§ WHAT YOU NEED TO DO
Go to the line containing "impl Default for StorageConfig" and return it and each line after it exactly, through the end of the data below, and nothing more.

INFORMATION GIVEN START

//! Page content extraction.
//!
//! Uses reqwest for fetching and scraper for HTML parsing. Extraction itself is
//! synchronous and never fails: every selector lookup degrades to `None` or an
//! empty list.

use crate::content::{
    ActionDescriptor, DocumentContent, EmailContent, ExtractionResult, FieldDescriptor,
    FormDescriptor, HasContent, Heading, LinkDescriptor, ListBlock, ListKind, PageMetadata,
    TableDescriptor,
};
use chrono::{SecondsFormat, Utc};
use reqwest::Client;
use scraper::{ElementRef, Html, Selector};
use std::path::Path;
use std::time::Duration;
use thiserror::Error;
use url::Url;

/// User-Agent string identifying this scraper
const USER_AGENT: &str = concat!("flowcap/", env!("CARGO_PKG_VERSION"), " (https://github.com/cladam/flowcap)");

/// Default timeout for HTTP requests
const REQUEST_TIMEOUT: Duration = Duration::from_secs(30);

const MAX_TABLE_SAMPLE_ROWS: usize = 15;
const MAX_PARAGRAPHS: usize = 20;
const MAX_LIST_ITEMS: usize = 20;
const MAX_CODE_BLOCKS: usize = 5;
const MAX_ACTIONS: usize = 30;
const MAX_LINKS: usize = 30;

/// Gmail, then Outlook, then generic class/id heuristics.
const SUBJECT_SELECTORS: &[&str] = &[
    ".hP",
    "[data-legacy-subject-id]",
    "[aria-label*=\"Subject\"]",
    ".allowTextSelection",
    "[class*=\"subject\"], .subject, #subject",
];
const BODY_SELECTORS: &[&str] = &[
    ".a3s.aiL",
    ".ii.gt",
    "[aria-label=\"Message body\"]",
    "[class*=\"email-body\"], .email-content, .message-body",
];

const ACTION_SELECTOR: &str = "button, [role=\"button\"], input[type=\"submit\"], input[type=\"button\"], a.btn, a.button";

const HIDDEN_TEXT_PARENTS: &[&str] = &["script", "style", "noscript", "template"];

#[derive(Error, Debug)]
pub enum ExtractError {
    #[error("failed to fetch URL: {0}")]
    FetchError(#[from] reqwest::Error),
    #[error("server responded with status {0}")]
    Status(u16),
    #[error("failed to read page: {0}")]
    ReadError(#[from] std::io::Error),
}

/// A parsed page plus the user's current selection.
///
/// This plays the role of the live document: extraction methods are pure
/// functions of its state.
#[derive(Debug)]
pub struct Page {
    html: Html,
    url: String,
    base: Option<Url>,
    selection: String,
}
//! Configuration loading and management for flowcap.
//!
//! Loads settings from `flowcap.toml` with environment variable overrides for
//! endpoints and credentials.

use serde::{Deserialize, Serialize};
use std::path::{Path, PathBuf};
use thiserror::Error;

const DEFAULT_API_BASE_URL: &str = "http://localhost:3001/api/v1";
const DEFAULT_DASHBOARD_URL: &str = "http://localhost:3000";

#[derive(Error, Debug)]
pub enum ConfigError {
    #[error("failed to read config file: {0}")]
    ReadError(#[from] std::io::Error),
    #[error("failed to parse config: {0}")]
    ParseError(#[from] toml::de::Error),
    #[error("missing auth setting: {0}")]
    MissingAuth(&'static str),
}

/// Backend endpoints
#[derive(Debug, Clone, Serialize, Deserialize)]
pub struct ApiConfig {
    /// Base URL of the workflow REST API, including the version prefix
    #[serde(default = "default_api_base_url")]
    pub base_url: String,
    /// Dashboard opened after a successful save
    #[serde(default = "default_dashboard_url")]
    pub dashboard_url: String,
    #[serde(default = "default_timeout_secs")]
    pub timeout_secs: u64,
}

/// Supabase credentials (usually loaded from the environment)
#[derive(Debug, Clone, Serialize, Deserialize, Default)]
pub struct AuthConfig {
    #[serde(default)]
    pub supabase_url: Option<String>,
    #[serde(default)]
    pub supabase_anon_key: Option<String>,
}

/// Storage paths configuration
#[derive(Debug, Clone, Serialize, Deserialize)]
pub struct StorageConfig {
    /// Base path for data storage
    pub path: PathBuf,
}

/// Root configuration structure
#[derive(Debug, Clone, Serialize, Deserialize, Default)]
pub struct Config {
    #[serde(default)]
    pub api: ApiConfig,
    #[serde(default)]
    pub auth: AuthConfig,
    #[serde(default)]
    pub storage: StorageConfig,
}

impl Config {
    /// Load configuration from the default location (flowcap.toml in cwd or home).
    /// Falls back to defaults when no file exists.
    pub fn load() -> Result<Self, ConfigError> {
        let mut config = match Self::find_config_file() {
            Some(path) => Self::read(&path)?,
            None => Config::default(),
        };
        config.apply_env();
        Ok(config)
    }

    /// Load configuration from a specific path
    pub fn load_from(path: &Path) -> Result<Self, ConfigError> {
        let mut config = Self::read(path)?;
        config.apply_env();
        Ok(config)
    }

    fn read(path: &Path) -> Result<Self, ConfigError> {
        let content = std::fs::read_to_string(path)?;
        Ok(toml::from_str(&content)?)
    }

    fn apply_env(&mut self) {
        if let Ok(url) = std::env::var("FLOWCAP_API_URL") {
            self.api.base_url = url;
        }
        if let Ok(url) = std::env::var("FLOWCAP_DASHBOARD_URL") {
            self.api.dashboard_url = url;
        }
        if let Ok(url) = std::env::var("SUPABASE_URL") {
            self.auth.supabase_url = Some(url);
        }
        if let Ok(key) = std::env::var("SUPABASE_ANON_KEY") {
            self.auth.supabase_anon_key = Some(key);
        }
    }

    /// Find the config file in standard locations
    fn find_config_file() -> Option<PathBuf> {
        // Check current directory first
        let local_config = PathBuf::from("flowcap.toml");
        if local_config.exists() {
            return Some(local_config);
        }

        // Check home directory
        let home_config = dirs::home_dir()?
            .join(".config")
            .join("flowcap")
            .join("flowcap.toml");
        home_config.exists().then_some(home_config)
    }

    /// Supabase project URL and anon key, both required for login
    pub fn supabase(&self) -> Result<(&str, &str), ConfigError> {
        let url = self
            .auth
            .supabase_url
            .as_deref()
            .ok_or(ConfigError::MissingAuth("supabase_url"))?;
        let key = self
            .auth
            .supabase_anon_key
            .as_deref()
            .ok_or(ConfigError::MissingAuth("supabase_anon_key"))?;
        Ok((url, key))
    }

    /// Where the dashboard lists saved workflows
    pub fn workflows_url(&self) -> String {
        format!("{}/workflows", self.api.dashboard_url.trim_end_matches('/'))
    }
}

fn default_api_base_url() -> String {
    DEFAULT_API_BASE_URL.to_string()
}

fn default_dashboard_url() -> String {
    DEFAULT_DASHBOARD_URL.to_string()
}

fn default_timeout_secs() -> u64 {
    30
}

impl Default for ApiConfig {
    fn default() -> Self {
        Self {
            base_url: default_api_base_url(),
            dashboard_url: default_dashboard_url(),
            timeout_secs: default_timeout_secs(),
        }
    }
}

impl Default for StorageConfig {
    fn default() -> Self {
        Self {
            path: PathBuf::from("./data"),
        }
    }
}

#[cfg(test)]
mod tests {
    use super::*;
    use std::io::Write;

    #[test]
    fn partial_file_fills_defaults() {
        let mut file = tempfile::NamedTempFile::new().unwrap();
        writeln!(
            file,
            "[api]\ndashboard_url = \"https://dash.example.com/\"\n\n[storage]\npath = \"/tmp/flowcap\""
        )
        .unwrap();

        let config = Config::read(file.path()).unwrap();
        assert_eq!(config.api.base_url, DEFAULT_API_BASE_URL);
        assert_eq!(config.api.timeout_secs, 30);
        assert_eq!(config.storage.path, PathBuf::from("/tmp/flowcap"));
        assert_eq!(config.workflows_url(), "https://dash.example.com/workflows");
    }

    #[test]
    fn invalid_toml_is_a_parse_error() {
        let mut file = tempfile::NamedTempFile::new().unwrap();
        writeln!(file, "[api\nbase_url = 1").unwrap();
        assert!(matches!(
            Config::read(file.path()),
            Err(ConfigError::ParseError(_))
        ));
    }

    #[test]
    fn supabase_requires_both_settings() {
        let mut config = Config::default();
        config.auth.supabase_url = Some("https://proj.supabase.co".into());
        assert!(matches!(
            config.supabase(),
            Err(ConfigError::MissingAuth("supabase_anon_key"))
        ));

        config.auth.supabase_anon_key = Some("anon".into());
        assert_eq!(
            config.supabase().unwrap(),
            ("https://proj.supabase.co", "anon")
        );
    }
}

INFORMATION GIVEN END

§ SOLUTION
impl Default for StorageConfig {
    fn default() -> Self {
        Self {
            path: PathBuf::from("./data"),
        }
    }
}

#[cfg(test)]
mod tests {
    use super::*;
    use std::io::Write;

    #[test]
    fn partial_file_fills_defaults() {
        let mut file = tempfile::NamedTempFile::new().unwrap();
        writeln!(
            file,
            "[api]\ndashboard_url = \"https://dash.example.com/\"\n\n[storage]\npath = \"/tmp/flowcap\""
        )
        .unwrap();

        let config = Config::read(file.path()).unwrap();
        assert_eq!(config.api.base_url, DEFAULT_API_BASE_URL);
        assert_eq!(config.api.timeout_secs, 30);
        assert_eq!(config.storage.path, PathBuf::from("/tmp/flowcap"));
        assert_eq!(config.workflows_url(), "https://dash.example.com/workflows");
    }

    #[test]
    fn invalid_toml_is_a_parse_error() {
        let mut file = tempfile::NamedTempFile::new().unwrap();
        writeln!(file, "[api\nbase_url = 1").unwrap();
        assert!(matches!(
            Config::read(file.path()),
            Err(ConfigError::ParseError(_))
        ));
    }

    #[test]
    fn supabase_requires_both_settings() {
        let mut config = Config::default();
        config.auth.supabase_url = Some("https://proj.supabase.co".into());
        assert!(matches!(
            config.supabase(),
            Err(ConfigError::MissingAuth("supabase_anon_key"))
        ));

        config.auth.supabase_anon_key = Some("anon".into());
        assert_eq!(
            config.supabase().unwrap(),
            ("https://proj.supabase.co", "anon")
        );
    }
}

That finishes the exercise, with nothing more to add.